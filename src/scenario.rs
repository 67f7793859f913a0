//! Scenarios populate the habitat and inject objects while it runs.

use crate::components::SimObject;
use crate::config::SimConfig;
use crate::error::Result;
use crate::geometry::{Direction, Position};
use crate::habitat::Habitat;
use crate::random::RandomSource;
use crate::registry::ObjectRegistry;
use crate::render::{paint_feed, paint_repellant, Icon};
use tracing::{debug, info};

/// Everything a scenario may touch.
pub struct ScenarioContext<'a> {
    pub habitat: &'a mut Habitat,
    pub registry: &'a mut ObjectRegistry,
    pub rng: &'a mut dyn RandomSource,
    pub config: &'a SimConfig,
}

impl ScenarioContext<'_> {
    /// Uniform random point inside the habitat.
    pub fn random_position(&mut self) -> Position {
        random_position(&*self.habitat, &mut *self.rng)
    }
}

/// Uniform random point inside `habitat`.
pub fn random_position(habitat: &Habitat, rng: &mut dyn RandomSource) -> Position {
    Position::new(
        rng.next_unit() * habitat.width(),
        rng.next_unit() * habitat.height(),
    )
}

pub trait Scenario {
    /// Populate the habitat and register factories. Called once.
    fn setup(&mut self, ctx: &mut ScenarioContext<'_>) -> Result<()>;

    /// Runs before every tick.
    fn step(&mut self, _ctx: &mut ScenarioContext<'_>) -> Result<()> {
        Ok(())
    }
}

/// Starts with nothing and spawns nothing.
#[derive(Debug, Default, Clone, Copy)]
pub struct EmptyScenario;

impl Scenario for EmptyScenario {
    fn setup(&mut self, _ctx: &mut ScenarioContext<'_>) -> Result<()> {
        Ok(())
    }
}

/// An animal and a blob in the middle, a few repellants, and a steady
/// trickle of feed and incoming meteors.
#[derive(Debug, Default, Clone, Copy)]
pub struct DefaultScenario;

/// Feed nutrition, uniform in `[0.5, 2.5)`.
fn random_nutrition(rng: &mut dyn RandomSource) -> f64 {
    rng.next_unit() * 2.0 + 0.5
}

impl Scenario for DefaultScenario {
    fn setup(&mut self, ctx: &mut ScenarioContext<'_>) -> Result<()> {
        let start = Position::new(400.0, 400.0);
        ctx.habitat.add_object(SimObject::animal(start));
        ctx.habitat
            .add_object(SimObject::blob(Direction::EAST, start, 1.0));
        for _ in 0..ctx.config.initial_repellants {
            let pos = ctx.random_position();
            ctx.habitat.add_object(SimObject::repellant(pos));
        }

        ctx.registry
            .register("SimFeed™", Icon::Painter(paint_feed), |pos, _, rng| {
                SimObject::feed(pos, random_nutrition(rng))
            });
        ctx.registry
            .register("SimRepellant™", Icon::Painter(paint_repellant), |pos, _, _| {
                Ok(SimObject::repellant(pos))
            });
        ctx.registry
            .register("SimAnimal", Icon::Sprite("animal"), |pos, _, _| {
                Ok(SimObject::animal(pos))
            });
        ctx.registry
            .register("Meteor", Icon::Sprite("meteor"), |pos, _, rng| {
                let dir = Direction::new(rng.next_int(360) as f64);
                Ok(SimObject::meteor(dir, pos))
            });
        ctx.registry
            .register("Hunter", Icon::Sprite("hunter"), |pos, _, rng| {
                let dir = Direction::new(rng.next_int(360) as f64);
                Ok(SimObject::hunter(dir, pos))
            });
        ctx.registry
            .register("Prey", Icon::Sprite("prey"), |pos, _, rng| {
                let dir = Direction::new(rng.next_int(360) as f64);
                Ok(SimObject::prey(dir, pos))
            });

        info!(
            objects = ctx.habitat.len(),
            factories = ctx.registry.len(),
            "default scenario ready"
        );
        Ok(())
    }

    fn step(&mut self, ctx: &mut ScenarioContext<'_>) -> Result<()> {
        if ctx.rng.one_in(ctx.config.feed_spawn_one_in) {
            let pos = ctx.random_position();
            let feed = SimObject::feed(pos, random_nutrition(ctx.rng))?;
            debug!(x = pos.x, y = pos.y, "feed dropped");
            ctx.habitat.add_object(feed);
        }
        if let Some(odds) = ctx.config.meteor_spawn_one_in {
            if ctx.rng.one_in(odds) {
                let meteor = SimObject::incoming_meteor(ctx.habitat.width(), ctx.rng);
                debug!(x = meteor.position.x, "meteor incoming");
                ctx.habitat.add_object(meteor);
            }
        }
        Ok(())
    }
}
--
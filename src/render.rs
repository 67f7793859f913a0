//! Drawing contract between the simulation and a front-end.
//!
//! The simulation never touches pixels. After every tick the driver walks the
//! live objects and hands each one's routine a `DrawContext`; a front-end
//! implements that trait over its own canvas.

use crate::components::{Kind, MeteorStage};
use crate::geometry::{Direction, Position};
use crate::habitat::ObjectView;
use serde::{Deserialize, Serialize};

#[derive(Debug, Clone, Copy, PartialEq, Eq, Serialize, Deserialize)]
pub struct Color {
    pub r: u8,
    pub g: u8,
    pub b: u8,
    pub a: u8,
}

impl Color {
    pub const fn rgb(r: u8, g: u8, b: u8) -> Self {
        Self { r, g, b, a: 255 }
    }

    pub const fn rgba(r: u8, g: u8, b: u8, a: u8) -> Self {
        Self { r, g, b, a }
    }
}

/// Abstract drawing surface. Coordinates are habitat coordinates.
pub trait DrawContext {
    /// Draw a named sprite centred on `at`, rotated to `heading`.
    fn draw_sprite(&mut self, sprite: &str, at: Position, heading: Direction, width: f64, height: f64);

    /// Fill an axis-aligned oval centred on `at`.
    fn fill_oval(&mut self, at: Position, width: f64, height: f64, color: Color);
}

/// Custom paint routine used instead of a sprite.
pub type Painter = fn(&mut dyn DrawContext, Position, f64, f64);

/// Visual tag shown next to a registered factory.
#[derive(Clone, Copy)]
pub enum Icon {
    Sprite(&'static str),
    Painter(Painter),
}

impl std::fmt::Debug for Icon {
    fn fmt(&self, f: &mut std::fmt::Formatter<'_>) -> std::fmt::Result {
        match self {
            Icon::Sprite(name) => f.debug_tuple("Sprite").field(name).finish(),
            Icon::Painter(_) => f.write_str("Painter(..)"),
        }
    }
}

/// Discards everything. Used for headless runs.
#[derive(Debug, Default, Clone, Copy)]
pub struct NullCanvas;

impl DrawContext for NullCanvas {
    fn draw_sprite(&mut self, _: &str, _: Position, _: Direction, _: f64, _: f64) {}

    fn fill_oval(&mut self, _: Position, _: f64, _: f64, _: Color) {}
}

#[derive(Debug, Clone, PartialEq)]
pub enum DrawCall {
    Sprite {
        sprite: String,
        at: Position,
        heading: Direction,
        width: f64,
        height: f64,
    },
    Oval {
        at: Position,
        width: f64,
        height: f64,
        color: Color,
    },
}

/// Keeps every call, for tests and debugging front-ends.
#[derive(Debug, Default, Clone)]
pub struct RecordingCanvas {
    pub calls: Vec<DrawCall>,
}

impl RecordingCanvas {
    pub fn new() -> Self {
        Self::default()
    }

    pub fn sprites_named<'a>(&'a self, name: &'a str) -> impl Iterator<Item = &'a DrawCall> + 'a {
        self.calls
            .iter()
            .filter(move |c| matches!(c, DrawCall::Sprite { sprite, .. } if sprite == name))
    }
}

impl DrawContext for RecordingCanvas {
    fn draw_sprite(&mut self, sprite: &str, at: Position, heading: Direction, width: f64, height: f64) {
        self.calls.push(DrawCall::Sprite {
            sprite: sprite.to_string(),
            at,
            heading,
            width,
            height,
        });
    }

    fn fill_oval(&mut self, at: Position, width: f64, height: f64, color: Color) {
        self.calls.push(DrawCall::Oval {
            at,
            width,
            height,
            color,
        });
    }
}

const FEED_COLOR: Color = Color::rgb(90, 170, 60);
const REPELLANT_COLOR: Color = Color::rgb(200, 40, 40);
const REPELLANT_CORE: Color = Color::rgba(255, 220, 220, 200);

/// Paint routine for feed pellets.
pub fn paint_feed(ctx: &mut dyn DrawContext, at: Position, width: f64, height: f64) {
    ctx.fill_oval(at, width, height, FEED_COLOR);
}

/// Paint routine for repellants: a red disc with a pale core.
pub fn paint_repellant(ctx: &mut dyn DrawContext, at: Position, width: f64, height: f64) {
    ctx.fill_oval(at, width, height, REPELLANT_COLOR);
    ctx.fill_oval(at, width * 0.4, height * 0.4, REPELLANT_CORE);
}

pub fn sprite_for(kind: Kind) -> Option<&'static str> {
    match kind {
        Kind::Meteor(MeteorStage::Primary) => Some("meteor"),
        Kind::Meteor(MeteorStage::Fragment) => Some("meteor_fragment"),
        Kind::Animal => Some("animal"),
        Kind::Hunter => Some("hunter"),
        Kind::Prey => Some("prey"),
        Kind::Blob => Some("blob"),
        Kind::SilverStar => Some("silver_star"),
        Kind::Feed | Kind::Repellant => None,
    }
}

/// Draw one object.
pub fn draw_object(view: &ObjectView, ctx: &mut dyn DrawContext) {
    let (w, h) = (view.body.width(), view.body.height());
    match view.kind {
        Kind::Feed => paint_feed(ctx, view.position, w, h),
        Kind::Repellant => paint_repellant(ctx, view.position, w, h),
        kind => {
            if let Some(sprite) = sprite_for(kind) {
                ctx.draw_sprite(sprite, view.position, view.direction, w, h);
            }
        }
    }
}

§ **Work order**
When you reach the line with "pub config: &'a" in the records above, start writing out lines exactly, and stop once the line with "and spawns nothing." has been written; include nothing else.

§ **Task solution**
    pub config: &'a SimConfig,
}

impl ScenarioContext<'_> {
    /// Uniform random point inside the habitat.
    pub fn random_position(&mut self) -> Position {
        random_position(&*self.habitat, &mut *self.rng)
    }
}

/// Uniform random point inside `habitat`.
pub fn random_position(habitat: &Habitat, rng: &mut dyn RandomSource) -> Position {
    Position::new(
        rng.next_unit() * habitat.width(),
        rng.next_unit() * habitat.height(),
    )
}

pub trait Scenario {
    /// Populate the habitat and register factories. Called once.
    fn setup(&mut self, ctx: &mut ScenarioContext<'_>) -> Result<()>;

    /// Runs before every tick.
    fn step(&mut self, _ctx: &mut ScenarioContext<'_>) -> Result<()> {
        Ok(())
    }
}

/// Starts with nothing and spawns nothing.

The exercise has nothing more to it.